Strikedown Onload Operations
An Mk 26 GMLS strikedown onload may be studied in three phases: preparations, on-deck operations, and below-deck operations. Many of the equipment actions do overlap. An entire onload sequence can be performed rather rapidly either in step or auto control. In our discussion, we will onload one AAW missile using the A-side of the GMLS.
SYSTEM PREPARATIONS.- The MCC operator performs the initial steps to ready the GMLS. After activating the control system, a missile-type designation is assigned to an empty hanger rail. The A-RSR/hoist motor is started, and the manual transfer valve is shifted to provide hydraulic fluid to the
Figure 8-12.-ASW container receiver plate.
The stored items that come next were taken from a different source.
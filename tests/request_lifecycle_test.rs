//! End-to-end coverage of the request lifecycle: availability listing,
//! approval with concrete unit binding, partial approval, rejection
//! preconditions, approval atomicity, and the double-assignment guard.

mod common;

use common::TestApp;

use assettrack_api::entities::assigned_asset;
use assettrack_api::errors::ServiceError;
use assettrack_api::services::assignments::{AssignmentInput, ConfirmApproveRequest};
use assettrack_api::services::item_store::{self, AssetType, ItemFilter};
use sea_orm::{ColumnTrait, EntityTrait, PaginatorTrait, QueryFilter};
use uuid::Uuid;

fn approve_payload(item_id: Uuid, unit_ids: Vec<Uuid>) -> ConfirmApproveRequest {
    ConfirmApproveRequest {
        admin_name: "ops-admin".to_string(),
        assignments: vec![AssignmentInput {
            item_id,
            asset_type: "laptop".to_string(),
            asset_type_item_ids: unit_ids,
            partial_reason: None,
        }],
    }
}

#[tokio::test]
async fn dell_scenario_availability_approval_and_flags() {
    let app = TestApp::new().await;

    let l1 = app.seed_laptop("Dell", "LAP-0001").await;
    let l2 = app.seed_laptop("Dell", "LAP-0002").await;
    let l3 = app.seed_laptop("Dell", "LAP-0003").await;
    let l4 = app.seed_laptop("Dell", "LAP-0004").await;
    // L4 is already out on assignment.
    item_store::claim_unit(&*app.db, AssetType::Laptop, l4.id, chrono::Utc::now())
        .await
        .expect("claim l4");

    let dell_filter = ItemFilter {
        brand: Some("Dell".to_string()),
        ..Default::default()
    };
    let available = app
        .services
        .item_store
        .list_available(AssetType::Laptop, &dell_filter)
        .await
        .expect("list available");
    let available_ids: Vec<Uuid> = available.iter().map(|u| u.id).collect();
    assert_eq!(available_ids.len(), 3);
    assert!(available_ids.contains(&l1.id));
    assert!(available_ids.contains(&l2.id));
    assert!(available_ids.contains(&l3.id));

    let request = app.submit_laptop_request(2, Some("Dell")).await;
    assert_eq!(request.status, "pending");
    let item = &request.items[0];
    assert_eq!(item.requested_quantity, 2);
    assert_eq!(item.filters.brand.as_deref(), Some("Dell"));

    let outcome = app
        .services
        .assignments
        .confirm_approve(request.id, approve_payload(item.id, vec![l1.id, l2.id]))
        .await
        .expect("approve");
    assert_eq!(outcome.assigned_count, 2);
    assert_eq!(outcome.status, "approved");

    let l1_now = item_store::find_unit(&*app.db, AssetType::Laptop, l1.id)
        .await
        .unwrap()
        .unwrap();
    let l2_now = item_store::find_unit(&*app.db, AssetType::Laptop, l2.id)
        .await
        .unwrap()
        .unwrap();
    let l3_now = item_store::find_unit(&*app.db, AssetType::Laptop, l3.id)
        .await
        .unwrap()
        .unwrap();
    assert!(l1_now.is_assigned);
    assert!(l1_now.assigned_date.is_some());
    assert!(l2_now.is_assigned);
    assert!(!l3_now.is_assigned);

    let detail = app
        .services
        .requests
        .get_request(request.id)
        .await
        .expect("reload request");
    assert_eq!(detail.status, "approved");
    let item = &detail.items[0];
    assert_eq!(item.approved_quantity, Some(2));
    assert_eq!(item.assigned.len(), 2);
    assert!(item
        .assigned
        .iter()
        .all(|a| a.status == "assigned" && a.detail.is_some()));
}

#[tokio::test]
async fn partial_approval_records_reason_and_count() {
    let app = TestApp::new().await;
    let l1 = app.seed_laptop("Dell", "LAP-0101").await;
    let request = app.submit_laptop_request(3, None).await;
    let item_id = request.items[0].id;

    let payload = ConfirmApproveRequest {
        admin_name: "ops-admin".to_string(),
        assignments: vec![AssignmentInput {
            item_id,
            asset_type: "laptop".to_string(),
            asset_type_item_ids: vec![l1.id],
            partial_reason: Some("Only one unit in stock".to_string()),
        }],
    };
    let outcome = app
        .services
        .assignments
        .confirm_approve(request.id, payload)
        .await
        .expect("partial approve");
    assert_eq!(outcome.assigned_count, 1);

    let detail = app.services.requests.get_request(request.id).await.unwrap();
    let item = &detail.items[0];
    assert_eq!(item.approved_quantity, Some(1));
    assert_eq!(item.partial_reason.as_deref(), Some("Only one unit in stock"));
}

#[tokio::test]
async fn rejecting_non_pending_request_is_an_invalid_transition() {
    let app = TestApp::new().await;
    let l1 = app.seed_laptop("HP", "LAP-0201").await;
    let request = app.submit_laptop_request(1, None).await;
    let item_id = request.items[0].id;

    app.services
        .assignments
        .confirm_approve(request.id, approve_payload(item_id, vec![l1.id]))
        .await
        .expect("approve");

    let err = app
        .services
        .assignments
        .reject_request(request.id)
        .await
        .expect_err("reject after approve must fail");
    assert!(matches!(err, ServiceError::InvalidStateTransition(_)));

    // Nothing changed: still approved, unit still assigned.
    let detail = app.services.requests.get_request(request.id).await.unwrap();
    assert_eq!(detail.status, "approved");
    let unit = item_store::find_unit(&*app.db, AssetType::Laptop, l1.id)
        .await
        .unwrap()
        .unwrap();
    assert!(unit.is_assigned);
}

#[tokio::test]
async fn rejecting_pending_request_works_once() {
    let app = TestApp::new().await;
    app.seed_laptop("HP", "LAP-0301").await;
    let request = app.submit_laptop_request(1, None).await;

    app.services
        .assignments
        .reject_request(request.id)
        .await
        .expect("reject pending");

    let detail = app.services.requests.get_request(request.id).await.unwrap();
    assert_eq!(detail.status, "rejected");

    let err = app
        .services
        .assignments
        .reject_request(request.id)
        .await
        .expect_err("second reject must fail");
    assert!(matches!(err, ServiceError::InvalidStateTransition(_)));
}

#[tokio::test]
async fn failed_approval_rolls_back_every_assignment() {
    let app = TestApp::new().await;
    let l1 = app.seed_laptop("Dell", "LAP-0401").await;
    let l2 = app.seed_laptop("Dell", "LAP-0402").await;
    let request = app.submit_laptop_request(3, None).await;
    let item_id = request.items[0].id;

    // Third unit id does not exist, so the claim fails after two units have
    // already been claimed inside the transaction.
    let payload = approve_payload(item_id, vec![l1.id, l2.id, Uuid::new_v4()]);
    let err = app
        .services
        .assignments
        .confirm_approve(request.id, payload)
        .await
        .expect_err("approval with a missing unit must fail");
    assert!(matches!(err, ServiceError::NotFound(_)));

    // Full rollback: no flags flipped, no assignment rows, still pending.
    for unit_id in [l1.id, l2.id] {
        let unit = item_store::find_unit(&*app.db, AssetType::Laptop, unit_id)
            .await
            .unwrap()
            .unwrap();
        assert!(!unit.is_assigned, "unit flag must be rolled back");
    }
    let assignments = assigned_asset::Entity::find()
        .filter(assigned_asset::Column::AssetRequestItemId.eq(item_id))
        .count(&*app.db)
        .await
        .unwrap();
    assert_eq!(assignments, 0);
    let detail = app.services.requests.get_request(request.id).await.unwrap();
    assert_eq!(detail.status, "pending");
    assert_eq!(detail.items[0].approved_quantity, None);
}

#[tokio::test]
async fn unknown_asset_type_fails_before_any_mutation() {
    let app = TestApp::new().await;
    let l1 = app.seed_laptop("Dell", "LAP-0501").await;
    let request = app.submit_laptop_request(1, None).await;
    let item_id = request.items[0].id;

    let payload = ConfirmApproveRequest {
        admin_name: "ops-admin".to_string(),
        assignments: vec![AssignmentInput {
            item_id,
            asset_type: "typewriter".to_string(),
            asset_type_item_ids: vec![l1.id],
            partial_reason: None,
        }],
    };
    let err = app
        .services
        .assignments
        .confirm_approve(request.id, payload)
        .await
        .expect_err("unknown type must fail");
    assert!(matches!(err, ServiceError::BadRequest(_)));

    let detail = app.services.requests.get_request(request.id).await.unwrap();
    assert_eq!(detail.status, "pending");
}

#[tokio::test]
async fn contested_unit_is_assigned_exactly_once() {
    let app = TestApp::new().await;
    let l1 = app.seed_laptop("Dell", "LAP-0601").await;

    let first = app.submit_laptop_request(1, None).await;
    let second = app.submit_laptop_request(1, None).await;

    app.services
        .assignments
        .confirm_approve(first.id, approve_payload(first.items[0].id, vec![l1.id]))
        .await
        .expect("first approval wins");

    let err = app
        .services
        .assignments
        .confirm_approve(second.id, approve_payload(second.items[0].id, vec![l1.id]))
        .await
        .expect_err("second approval of the same unit must fail");
    assert!(matches!(err, ServiceError::ConcurrentModification(_)));

    // Exactly one active assignment row references the unit.
    let active = assigned_asset::Entity::find()
        .filter(assigned_asset::Column::AssetTypeItemId.eq(l1.id))
        .filter(assigned_asset::Column::Status.eq("assigned"))
        .count(&*app.db)
        .await
        .unwrap();
    assert_eq!(active, 1);

    let detail = app.services.requests.get_request(second.id).await.unwrap();
    assert_eq!(detail.status, "pending");
}

#[tokio::test]
async fn reassignment_releases_previous_units_first() {
    let app = TestApp::new().await;
    let l1 = app.seed_laptop("Dell", "LAP-0701").await;
    let l2 = app.seed_laptop("Dell", "LAP-0702").await;
    let request = app.submit_laptop_request(1, None).await;
    let item_id = request.items[0].id;

    app.services
        .assignments
        .confirm_approve(request.id, approve_payload(item_id, vec![l1.id]))
        .await
        .expect("initial approval");

    // Correction call swaps the unit; the old one is released in the same
    // transaction.
    app.services
        .assignments
        .confirm_approve(request.id, approve_payload(item_id, vec![l2.id]))
        .await
        .expect("reassignment");

    let l1_now = item_store::find_unit(&*app.db, AssetType::Laptop, l1.id)
        .await
        .unwrap()
        .unwrap();
    let l2_now = item_store::find_unit(&*app.db, AssetType::Laptop, l2.id)
        .await
        .unwrap()
        .unwrap();
    assert!(!l1_now.is_assigned);
    assert!(l2_now.is_assigned);

    let active = assigned_asset::Entity::find()
        .filter(assigned_asset::Column::AssetRequestItemId.eq(item_id))
        .filter(assigned_asset::Column::Status.eq("assigned"))
        .count(&*app.db)
        .await
        .unwrap();
    assert_eq!(active, 1);

    // Reassigning the same unit to itself must not double-book it either.
    app.services
        .assignments
        .confirm_approve(request.id, approve_payload(item_id, vec![l2.id]))
        .await
        .expect("self reassignment");
    let active = assigned_asset::Entity::find()
        .filter(assigned_asset::Column::AssetTypeItemId.eq(l2.id))
        .filter(assigned_asset::Column::Status.eq("assigned"))
        .count(&*app.db)
        .await
        .unwrap();
    assert_eq!(active, 1);
}

#[tokio::test]
async fn overassignment_is_rejected() {
    let app = TestApp::new().await;
    let l1 = app.seed_laptop("Dell", "LAP-0801").await;
    let l2 = app.seed_laptop("Dell", "LAP-0802").await;
    let request = app.submit_laptop_request(1, None).await;
    let item_id = request.items[0].id;

    let err = app
        .services
        .assignments
        .confirm_approve(request.id, approve_payload(item_id, vec![l1.id, l2.id]))
        .await
        .expect_err("assigning more than requested must fail");
    assert!(matches!(err, ServiceError::BadRequest(_)));
}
strikedown mechanism. The MCC operator selects either auto or step strikedown loading control and opens the marine hatch.
The deck control operator (DCO) establishes communications with the MCC operator. The strikedown control panel is turned ON. Deck personnel remove the protective cover from a receiver piston assembly (which one depends on the replenishing side of the ship).
The DCO raises the receiver to set up the AAW dolly deck track and receiver beam. After the handling equipment is installed, the receiver and beam are lowered. The system is then ready to receive the first missile.
ON-DECK OPERATIONS.- The transfer dolly arrives on deck and is pushed onto the AAW dolly deck track. The missile is aligned and secured over the receiver beam. The DCO operator raises the carrier from the magazine. After the strikedown beam reaches the strikedown level (raised position), the index drum is rotated 80° from center to the selected receiver position. The strikedown beam is then depressed to its horizontal position over the missile. Identification then takes place. The DCO visually identifies the missile as an AAW or ASW type. A missile identification switch on the panel is placed in the AAW/ASW MISSILE position. The strongback will extend its full distance in this case. The other two switch positions (fig. 8-9), the SSM MISSILE and OFF positions, limit strongback extend-distance to accommodate the larger diameter SSM round. Both positions are inactive at that time.
Ensuring the strongback shoe latches are retracted, the DCO extends the strongback to the missile. The receiver piston is raised to place the upper missile shoes in the shoe recesses of the strongback. Jogging the RAISE switch controls the amount of receiver travel. (About 3 1/2 inches of lift is required to seat the missile shoes.) On-deck personnel make final alignment adjustments using the various lever handles. The missile is shifted from the dolly to the strongback. The DCO closes the strongback shoe latches and retracts the loaded strongback to the strikedown beam.
The second phase of missile identification has just taken place. Proximity switches were activated when the forward and aft missile shoe latches engaged. For an AAW missile, a switch was activated to identify the AAW missile group. The AAW identification probe of the strikedown beam (similar to the identification probe at the RSR hoist station) was extended into the round to identify the AAW missile type. If an ASW missile was
loaded, one switch would identify the round as an ASW type. Another switch would activate if the missile was a depth charge configuration. The purpose of strikedown beam identification (topside) is to generate control system orders. The RSR may then automatically index an empty hanger rail with the same missile type assignment to the strikedown position.
Back on deck, the DCO raises the loaded strikedown beam to vertical. The index drum is rotated to centerline and latched. The carrier is lowered into the magazine and stops at the intertransfer level. While the carrier is lowering, snubber wedges on the selected hanger rail unlatch. The snubbers open to receive the missile from the strikedown beam.
BELOW-DECK OPERATIONS.- When the carrier reaches the intertransfer level, the MCC operator assumes control. The AAW identification probe is retracted, and the index drum is rotated 60$ to the A-RSR hanger rail. The hanger rail load segments open to receive the missile shoes. The strongback and missile then extend outward.
When the missile engages the hanger rail, the load segments close around the missile shoes. The carrier lowers 6 inches to the carrier stowage level. Lowering the carrier and missile engages the missile shoe restraining latches. The strongback shoe latches open, and the strongback retracts to the strikedown beam. The index drum rotates the beam back to centerline. The snubbers close and the snubber wedges engage.
One missile onload has just been completed. If additional rounds are to be onloaded, the process starts over again when the DCO raises the carrier. If the onload is finished, personnel topside disconnect and stow the handling equipment. The MCC operator closes the marine hatch and returns the GMLS to normal.